Jude Rowley | Lancaster University 


1972 was not a peaceful year on Lancaster University’s newly-built Bailrigg campus. The Second Craig Affair (see EPOCH 17) had shaken the foundations of the University, student dissent was rife, and the new institution was struggling to strike a workable balance between the Oxonian-inflected visions of University managers and the radical dreams of a post-68 generation of largely working-class students. Clashes permeated the University landscape and students were never far from a protest, whether against rent increases, the Vietnam War, or, on 10 May 1972, Cliff Richard.


The singer, of ‘Summer Holiday’ fame, had come to Lancaster to perform in the University’s Great Hall at a time when the so-called ‘college circuit’ was an important part of Britain’s music scene, and Lancaster University had a particular reputation as one of the leading music venues in the North West. However, Richard’s appearance was unlike that of other acts who played the Great Hall in this era, such as Black Sabbath, Paul McCartney, Bob Marley, Pink Floyd, and Status Quo. Richard had been brought to Lancaster for an evangelical event in support of the Christian organisations he patronised. At the time, Richard was the squeaky-clean poster-boy for the Nationwide Festival of Light, a Christian organisation intent on launching moral crusades against the spread of a so-called permissive society.
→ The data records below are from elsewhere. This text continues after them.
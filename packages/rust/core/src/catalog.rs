//! Listing-style queries: keyword search, status breakdown, topic and
//! concept frequencies.

use std::collections::HashMap;

use folio_shared::{DocumentStatus, DocumentSummary};

use crate::classify::LONG_WORD_RE;
use crate::index::IndexSnapshot;

/// Most entries returned by the frequency queries.
const MAX_FREQUENCIES: usize = 20;

/// Title words ignored when counting topics.
const TOPIC_STOP_WORDS: &[&str] = &[
    "with", "from", "your", "this", "that", "will", "have", "been", "they", "them", "their",
];

// ---------------------------------------------------------------------------
// Search
// ---------------------------------------------------------------------------

#[derive(Debug, Clone, PartialEq, Eq)]
pub struct SearchHit {
    pub id: String,
    pub title: String,
    pub description: String,
    /// Body occurrences plus twice the title occurrences.
    pub relevance: usize,
}

/// Case-insensitive substring search over titles and bodies.
///
/// Hits are ordered by relevance (ties keep discovery order) and truncated
/// to `limit`.
pub fn search(snapshot: &IndexSnapshot, query: &str, limit: usize) -> Vec<SearchHit> {
    let query = query.to_lowercase();
    if query.is_empty() {
        return Vec::new();
    }

    let mut hits: Vec<SearchHit> = snapshot
        .records()
        .filter_map(|record| {
            let body_hits = record.body.to_lowercase().matches(&query).count();
            let title_hits = record.title.to_lowercase().matches(&query).count();
            if body_hits == 0 && title_hits == 0 {
                return None;
            }
            Some(SearchHit {
                id: record.id.clone(),
                title: record.title.clone(),
                description: record.description.clone(),
                relevance: body_hits + title_hits * 2,
            })
        })
        .collect();

    hits.sort_by(|a, b| b.relevance.cmp(&a.relevance));
    hits.truncate(limit);
    hits
}

// ---------------------------------------------------------------------------
// Status breakdown
// ---------------------------------------------------------------------------

/// Summaries bucketed by status, each bucket in its display order.
#[derive(Debug, Clone, Default, PartialEq)]
pub struct StatusBreakdown {
    /// Longest first.
    pub finished: Vec<DocumentSummary>,
    /// Longest first.
    pub drafts: Vec<DocumentSummary>,
    /// Discovery order.
    pub comments: Vec<DocumentSummary>,
    /// Discovery order.
    pub errors: Vec<DocumentSummary>,
}

pub fn status_breakdown(snapshot: &IndexSnapshot) -> StatusBreakdown {
    let mut breakdown = StatusBreakdown::default();
    for summary in snapshot.summaries() {
        let bucket = match summary.status {
            DocumentStatus::Finished => &mut breakdown.finished,
            DocumentStatus::Draft => &mut breakdown.drafts,
            DocumentStatus::Comment => &mut breakdown.comments,
            DocumentStatus::Error => &mut breakdown.errors,
        };
        bucket.push(summary.clone());
    }
    breakdown
        .finished
        .sort_by(|a, b| b.word_count.cmp(&a.word_count));
    breakdown
        .drafts
        .sort_by(|a, b| b.word_count.cmp(&a.word_count));
    breakdown
}

// ---------------------------------------------------------------------------
// Frequencies
// ---------------------------------------------------------------------------

/// Insertion-ordered counter; ranking is stable so ties keep first-seen order.
#[derive(Default)]
struct Tally {
    counts: Vec<(String, usize)>,
    positions: HashMap<String, usize>,
}

impl Tally {
    fn add(&mut self, key: &str) {
        match self.positions.get(key) {
            Some(&pos) => self.counts[pos].1 += 1,
            None => {
                self.positions.insert(key.to_string(), self.counts.len());
                self.counts.push((key.to_string(), 1));
            }
        }
    }

    fn top(mut self, n: usize) -> Vec<(String, usize)> {
        self.counts.sort_by(|a, b| b.1.cmp(&a.1));
        self.counts.truncate(n);
        self.counts
    }
}

/// Title-word frequencies across `ids` (all documents when `ids` is empty).
///
/// Unknown ids are skipped. A word repeated in one title counts each time.
pub fn title_topics(snapshot: &IndexSnapshot, ids: &[String]) -> Vec<(String, usize)> {
    let mut tally = Tally::default();
    let mut count_title = |title: &str| {
        let lower = title.to_lowercase();
        for m in LONG_WORD_RE.find_iter(&lower) {
            if !TOPIC_STOP_WORDS.contains(&m.as_str()) {
                tally.add(m.as_str());
            }
        }
    };

    if ids.is_empty() {
        snapshot.records().for_each(|r| count_title(&r.title));
    } else {
        ids.iter()
            .filter_map(|id| snapshot.get(id))
            .for_each(|r| count_title(&r.title));
    }
    tally.top(MAX_FREQUENCIES)
}

/// How many of the given documents carry each concept, most common first.
pub fn concept_frequencies(snapshot: &IndexSnapshot, ids: &[String]) -> Vec<(String, usize)> {
    let mut tally = Tally::default();
    for record in ids.iter().filter_map(|id| snapshot.get(id)) {
        for concept in &record.concepts {
            tally.add(concept);
        }
    }
    tally.top(MAX_FREQUENCIES)
}

/// Ids of finished documents in discovery order.
pub fn finished_ids(snapshot: &IndexSnapshot) -> Vec<String> {
    snapshot
        .summaries()
        .iter()
        .filter(|s| s.status == DocumentStatus::Finished)
        .map(|s| s.id.clone())
        .collect()
}

#[cfg(test)]
mod tests {
    use std::path::PathBuf;

    use folio_shared::DocumentRecord;

    use super::*;

    fn record(id: &str, title: &str, body: &str, status: DocumentStatus) -> DocumentRecord {
        DocumentRecord {
            id: id.into(),
            title: title.into(),
            subtitle: String::new(),
            description: format!("about {id}"),
            body: body.into(),
            word_count: folio_markup::count_words(body),
            has_images: false,
            status,
            concepts: crate::classify::extract_concepts(title, body),
            path: PathBuf::new(),
            content_hash: String::new(),
            error: None,
        }
    }

    fn snapshot() -> IndexSnapshot {
        use DocumentStatus::*;
        IndexSnapshot::from_records(vec![
            record("a", "Analytics Dashboards", "analytics analytics and more", Finished),
            record("b", "Workflow Notes", "one analytics mention here today", Draft),
            record("c", "Reply", "thanks", Comment),
            record("d", "Analytics For Teams", "long long long long body text", Finished),
        ])
    }

    fn ids(list: &[&str]) -> Vec<String> {
        list.iter().map(|s| s.to_string()).collect()
    }

    #[test]
    fn search_weights_title_hits() {
        let hits = search(&snapshot(), "Analytics", 10);
        let ranked: Vec<(&str, usize)> = hits.iter().map(|h| (h.id.as_str(), h.relevance)).collect();
        // a: 2 body + 2×1 title; d: 0 body + 2×1 title; b: 1 body.
        assert_eq!(ranked, vec![("a", 4), ("d", 2), ("b", 1)]);
    }

    #[test]
    fn search_respects_limit_and_empty_query() {
        assert_eq!(search(&snapshot(), "analytics", 1).len(), 1);
        assert!(search(&snapshot(), "", 10).is_empty());
        assert!(search(&snapshot(), "nowhere-to-be-found", 10).is_empty());
    }

    #[test]
    fn breakdown_sorts_finished_and_drafts() {
        let breakdown = status_breakdown(&snapshot());
        let finished: Vec<&str> = breakdown.finished.iter().map(|s| s.id.as_str()).collect();
        assert_eq!(finished, vec!["d", "a"]);
        assert_eq!(breakdown.drafts.len(), 1);
        assert_eq!(breakdown.comments.len(), 1);
        assert!(breakdown.errors.is_empty());
    }

    #[test]
    fn topics_count_title_words() {
        let topics = title_topics(&snapshot(), &[]);
        assert_eq!(topics[0], ("analytics".to_string(), 2));
        assert!(topics.iter().all(|(w, _)| w.len() >= 4));
        assert!(!topics.iter().any(|(w, _)| w == "for"));

        let topics = title_topics(&snapshot(), &ids(&["b", "missing"]));
        assert_eq!(
            topics,
            vec![("workflow".to_string(), 1), ("notes".to_string(), 1)]
        );
    }

    #[test]
    fn concept_frequencies_rank_with_stable_ties() {
        let freq = concept_frequencies(&snapshot(), &finished_ids(&snapshot()));
        assert_eq!(freq[0], ("analytics".to_string(), 2));
        assert_eq!(finished_ids(&snapshot()), vec!["a", "d"]);
    }
}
Armed with unsubtle slogans like ‘moral pollution needs a solution’, the NFOL was designed to provide young people with a Christian alternative to the apparent cultural excess and obscenity of the day. Despite its youth focus, its leading figures were largely middle-aged and included prominent ‘anti-obscenity’ campaigners like Mary Whitehouse and Lord Longford. However, unlike the austere Whitehouse and the eccentric Lord Longford, NFOL leaders saw Cliff Richard as someone who could lend a ‘trendy’ face to the campaign. A decade earlier, this might have been the case. Richard had once been seen as Britain’s answer to Elvis until he swore off the evils of rock and roll after his religious rebirth in the mid-1960s. His role in organisations like the NFOL and wider Christian ‘anti-immorality’ campaigns was a key part of his transition from hip-swinging teenage sensation, once himself charged by the NME with ‘the most crude exhibitionism ever seen on British TV’, to mild-mannered darling of the blue rinse brigade.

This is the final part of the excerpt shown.